Phase separation and ageing of glycine-rich protein from tick adhesive

Abstract

Hard ticks feed on their host for multiple days. To ensure firm attachment, they secrete a protein-rich saliva that eventually forms a solid cement cone. The underlying mechanism of this liquid-to-solid transition is currently not understood. This study focuses on the phase transitions of a disordered glycine-rich protein (GRP) found in tick saliva. We show that GRP undergoes liquid–liquid phase separation via simple coacervation to form biomolecular condensates in salty environments.

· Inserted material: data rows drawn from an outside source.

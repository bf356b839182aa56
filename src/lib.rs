//! free-translate - single-shot JSON translation over stdin/stdout
//!
//! Reads one `{"text", "to"}` request, translates it through the public
//! Google Translate web endpoint with source auto-detection, and writes one
//! `{"translatedText", "status", "message"}` response.

#![forbid(unsafe_code)]
#![warn(missing_docs)]

pub mod cli;
pub mod core;
pub mod handler;

// Re-export key types for convenience
pub use core::{
    client::{GoogleTranslator, Translator, UnavailableTranslator},
    config::TranslatorConfig,
    errors::TranslationError,
    models::{TranslationRequest, TranslationResponse},
};

pub use handler::{handle, handle_bytes, run};

/// Library version
pub const VERSION: &str = env!("CARGO_PKG_VERSION");

/// Library name
pub const NAME: &str = env!("CARGO_PKG_NAME");
//! Command-line interface

pub mod commands;
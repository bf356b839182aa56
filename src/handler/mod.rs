//! Single request/response translate handler

pub mod translate;

pub use translate::{decode_request, encode_response, handle, handle_bytes, read_first_value, run};
//! Core translation engine module

pub mod client;
pub mod config;
pub mod errors;
pub mod languages;
pub mod models;
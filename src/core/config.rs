//! Configuration management

use serde::{Deserialize, Serialize};
use std::path::Path;
use tracing::debug;

use crate::core::errors::{Result, TranslationError};

/// Public Google Translate web endpoint
pub const DEFAULT_API_ENDPOINT: &str = "https://translate.googleapis.com/translate_a/single";

/// Default client-side request timeout
pub const DEFAULT_TIMEOUT_MS: u64 = 30000;

/// Configuration for translator
#[derive(Debug, Clone, PartialEq, Eq, Serialize, Deserialize)]
#[serde(default)]
pub struct TranslatorConfig {
    /// `translate_a/single` endpoint URL
    pub api_endpoint: String,
    /// Whole-request timeout
    pub timeout_ms: u64,
    /// Optional HTTP proxy URL
    pub proxy: Option<String>,
    /// `User-Agent` header sent with every request
    pub user_agent: String,
}

impl Default for TranslatorConfig {
    fn default() -> Self {
        Self {
            api_endpoint: DEFAULT_API_ENDPOINT.to_string(),
            timeout_ms: DEFAULT_TIMEOUT_MS,
            proxy: None,
            user_agent: default_user_agent(),
        }
    }
}

fn default_user_agent() -> String {
    format!("{}/{}", env!("CARGO_PKG_NAME"), env!("CARGO_PKG_VERSION"))
}

impl TranslatorConfig {
    /// Load configuration from environment variables
    pub fn from_env() -> anyhow::Result<Self> {
        let api_endpoint = std::env::var("TRANSLATE_API_ENDPOINT")
            .unwrap_or_else(|_| DEFAULT_API_ENDPOINT.to_string());

        let timeout_ms = std::env::var("TRANSLATE_TIMEOUT_MS")
            .unwrap_or_else(|_| DEFAULT_TIMEOUT_MS.to_string())
            .parse::<u64>()
            .map_err(|e| anyhow::anyhow!("TRANSLATE_TIMEOUT_MS must be an integer: {}", e))?;

        let proxy = std::env::var("TRANSLATE_PROXY")
            .ok()
            .filter(|p| !p.trim().is_empty());

        let user_agent =
            std::env::var("TRANSLATE_USER_AGENT").unwrap_or_else(|_| default_user_agent());

        let config = Self {
            api_endpoint,
            timeout_ms,
            proxy,
            user_agent,
        };

        debug!(?config, "Loaded translator configuration from environment");

        Ok(config)
    }

    /// Load from JSON file; absent keys keep their defaults
    pub fn from_file<P: AsRef<Path>>(path: P) -> Result<Self> {
        let content = std::fs::read_to_string(path)?;
        let config: Self = serde_json::from_str(&content)?;
        Ok(config)
    }

    /// Override the endpoint
    pub fn with_endpoint(mut self, endpoint: impl Into<String>) -> Self {
        self.api_endpoint = endpoint.into();
        self
    }

    /// Override the request timeout
    pub fn with_timeout_ms(mut self, timeout_ms: u64) -> Self {
        self.timeout_ms = timeout_ms;
        self
    }

    /// Route requests through an HTTP proxy
    pub fn with_proxy(mut self, proxy: impl Into<String>) -> Self {
        self.proxy = Some(proxy.into());
        self
    }

    /// Validate configuration
    pub fn validate(&self) -> Result<()> {
        if self.api_endpoint.trim().is_empty() {
            return Err(TranslationError::ConfigError {
                message: "API endpoint is required".to_string(),
            });
        }

        reqwest::Url::parse(&self.api_endpoint).map_err(|e| TranslationError::ConfigError {
            message: format!("API endpoint {:?} is not a valid URL: {}", self.api_endpoint, e),
        })?;

        if self.timeout_ms == 0 {
            return Err(TranslationError::ConfigError {
                message: "timeout_ms must be greater than 0".to_string(),
            });
        }

        if let Some(proxy) = &self.proxy {
            reqwest::Proxy::all(proxy.as_str()).map_err(|e| TranslationError::ConfigError {
                message: format!("Invalid proxy {:?}: {}", proxy, e),
            })?;
        }

        Ok(())
    }
}
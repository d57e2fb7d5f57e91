use std::sync::Arc;

use tokio::time::Instant;
use tracing::{debug, info, warn};

use crate::utils::{DialStream, ErrorKind};

use super::{AttemptOutcome, Candidate, Dialer, ResultChannel, SingleAttempt, Taken};

/// The terminal value of a race.
#[derive(Debug)]
pub enum RaceResult {
    Winner(DialStream),
    /// Every candidate failed, reasons in completion order.
    AllFailed(Vec<(Candidate, ErrorKind)>),
    TimedOut,
}

impl RaceResult {
    /// Keep the winning stream, if any.
    pub fn into_stream(self) -> Option<DialStream> {
        match self {
            RaceResult::Winner(stream) => Some(stream),
            _ => None,
        }
    }

    #[cfg(test)]
    pub fn is_winner(&self) -> bool {
        matches!(self, RaceResult::Winner(_))
    }
}

/// Log every reason a race produced no connection.
pub(super) fn report_failures(failures: &[(Candidate, ErrorKind)]) {
    for (candidate, reason) in failures {
        warn!("[{}] Failed to connect: {}", candidate, reason);
    }
}

/// Consume whatever the remaining attempts publish, closing any connection that arrives late.
async fn drain_stragglers(mut channel: ResultChannel) {
    while let Some(outcome) = channel.take_unbounded().await {
        match outcome {
            AttemptOutcome::Success { stream, candidate } => {
                debug!("[{}] Closing late connection to {}", candidate, stream.peer_addr);
                if let Err(e) = stream.close().await {
                    debug!("[{}] Error while closing late connection: {}", candidate, e);
                }
            }
            AttemptOutcome::Failure { candidate, reason } => {
                debug!("[{}] Discarding late failure: {}", candidate, reason);
            }
        }
    }
}

/// Races one attempt per candidate and keeps the first connection that completes.
pub struct ConnectionRace {
    dialer: Arc<dyn Dialer>,
    deadline: Instant,
}

impl ConnectionRace {
    pub fn new(dialer: Arc<dyn Dialer>, deadline: Instant) -> Self {
        Self { dialer, deadline }
    }

    pub async fn run(self, candidates: &[Candidate]) -> RaceResult {
        let (publisher, mut channel) = ResultChannel::new();

        // Start all attempts at once, they share the deadline and the channel.
        for candidate in candidates {
            SingleAttempt::new(candidate.clone(), self.deadline)
                .spawn(self.dialer.clone(), publisher.clone());
        }

        // Only the attempts hold publishers now, so the channel closes once all of them reported.
        drop(publisher);

        let mut failures = Vec::with_capacity(candidates.len());
        loop {
            match channel.take(self.deadline).await {
                Taken::Outcome(AttemptOutcome::Success { stream, candidate }) => {
                    info!("[{}] Won the race via {}", candidate, stream.peer_addr);

                    // Do not wait for the others, a background task disposes of their outcomes.
                    if failures.len() + 1 < candidates.len() {
                        tokio::spawn(drain_stragglers(channel));
                    }
                    return RaceResult::Winner(stream);
                }

                Taken::Outcome(AttemptOutcome::Failure { candidate, reason }) => {
                    failures.push((candidate, reason));
                    if failures.len() == candidates.len() {
                        report_failures(&failures);

                        // The last attempt only gave up because the deadline passed.
                        if Instant::now() >= self.deadline {
                            return RaceResult::TimedOut;
                        }
                        return RaceResult::AllFailed(failures);
                    }
                }

                // An attempt task went away without reporting (it panicked), nothing more can arrive.
                Taken::Closed => {
                    report_failures(&failures);
                    return RaceResult::AllFailed(failures);
                }

                Taken::TimedOut => {
                    report_failures(&failures);
                    warn!(
                        "Timed out with {} of {} candidates still pending",
                        candidates.len() - failures.len(),
                        candidates.len()
                    );
                    tokio::spawn(drain_stragglers(channel));
                    return RaceResult::TimedOut;
                }
            }
        }
    }
}
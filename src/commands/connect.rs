use std::{net::SocketAddr, time::Duration};

use quickdial::{
    dial::{Candidate, Connector},
    utils::{ConnectError, QuickResult},
};
use serde::Serialize;
use tokio::io;
use tracing::info;

#[derive(Serialize)]
struct WinnerReport<'a> {
    candidate: &'a Candidate,
    peer_addr: SocketAddr,
    local_addr: SocketAddr,
}

/// Race the candidates, report the winner, and optionally pipe stdin/stdout through it.
pub async fn connect_command(
    connector: Connector,
    candidates: Vec<Candidate>,
    timeout: Duration,
    pipe: bool,
    json: bool,
) -> QuickResult<()> {
    let stream = match connector.connect_parallel(&candidates, timeout).await? {
        Some(v) => v,
        None => return Err(ConnectError::NoConnection.into()),
    };

    info!(
        "[{}] Connected {} -> {}",
        stream.candidate, stream.local_addr, stream.peer_addr
    );

    // With --pipe, stdout carries the payload, so the summary only goes to the log.
    if !pipe {
        if json {
            let report = WinnerReport {
                candidate: &stream.candidate,
                peer_addr: stream.peer_addr,
                local_addr: stream.local_addr,
            };
            println!("{}", serde_json::to_string(&report)?);
        } else {
            println!("{} {}", stream.candidate, stream.peer_addr);
        }
    } else {
        stream.weld(io::stdin(), io::stdout()).await?;
    }

    stream.close().await?;
    Ok(())
}
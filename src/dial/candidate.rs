use std::{fmt::Display, str::FromStr};

use serde::{Deserialize, Serialize};

use crate::utils::ConnectError;

/// One server endpoint eligible for a race.
#[derive(Debug, Clone, PartialEq, Eq, Hash, Serialize, Deserialize)]
pub struct Candidate {
    pub host: String,
    pub port: u16,
}

impl Candidate {
    pub fn new(host: impl Into<String>, port: u16) -> Self {
        Self {
            host: host.into(),
            port,
        }
    }
}

impl Display for Candidate {
    fn fmt(&self, f: &mut std::fmt::Formatter<'_>) -> std::fmt::Result {
        // IPv6 literals need brackets to keep the port separator unambiguous.
        if self.host.contains(':') {
            write!(f, "[{}]:{}", self.host, self.port)
        } else {
            write!(f, "{}:{}", self.host, self.port)
        }
    }
}

impl FromStr for Candidate {
    type Err = ConnectError;

    /// Parse `host:port` or `[v6-address]:port`.
    fn from_str(raw: &str) -> Result<Self, Self::Err> {
        let invalid = || ConnectError::InvalidArgument(format!("expected host:port, got '{}'", raw));

        // The port follows the last colon, IPv6 literals are bracketed.
        let (host, port) = raw.rsplit_once(':').ok_or_else(invalid)?;
        let host = match host.strip_prefix('[') {
            Some(inner) => inner.strip_suffix(']').ok_or_else(invalid)?,
            None if host.contains(':') => return Err(invalid()),
            None => host,
        };
        if host.is_empty() {
            return Err(invalid());
        }

        let port = port.parse::<u16>().map_err(|_| invalid())?;
        Ok(Candidate::new(host, port))
    }
}

impl From<(&str, u16)> for Candidate {
    fn from((host, port): (&str, u16)) -> Self {
        Candidate::new(host, port)
    }
}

Cation–π and π–π interactions mediated by periodically placed arginine and aromatic amino-acid residues are the primary driving forces that promote phase separation. Interestingly, GRP condensates exhibit ageing by undergoing liquid-to-gel transition over time and exhibit adhesive properties, similar to the naturally occurring cement cone. Finally, we provide evidence for protein-rich condensates in natural tick saliva. Our findings provide a starting point to gain further insights into the bioadhesion of ticks, to develop novel tick control strategies, and towards achieving biomedical applications such as tissue sealants. Ticks adhere firmly to their host by secreting a protein-rich saliva that eventually forms a solid bioadhesive, but the mechanism underlying this phase transition is not understood. Now it has been shown that a disordered glycine-rich protein present in tick saliva undergoes liquid–liquid phase separation, followed by a liquid-to-gel transition, and exhibits adhesive properties.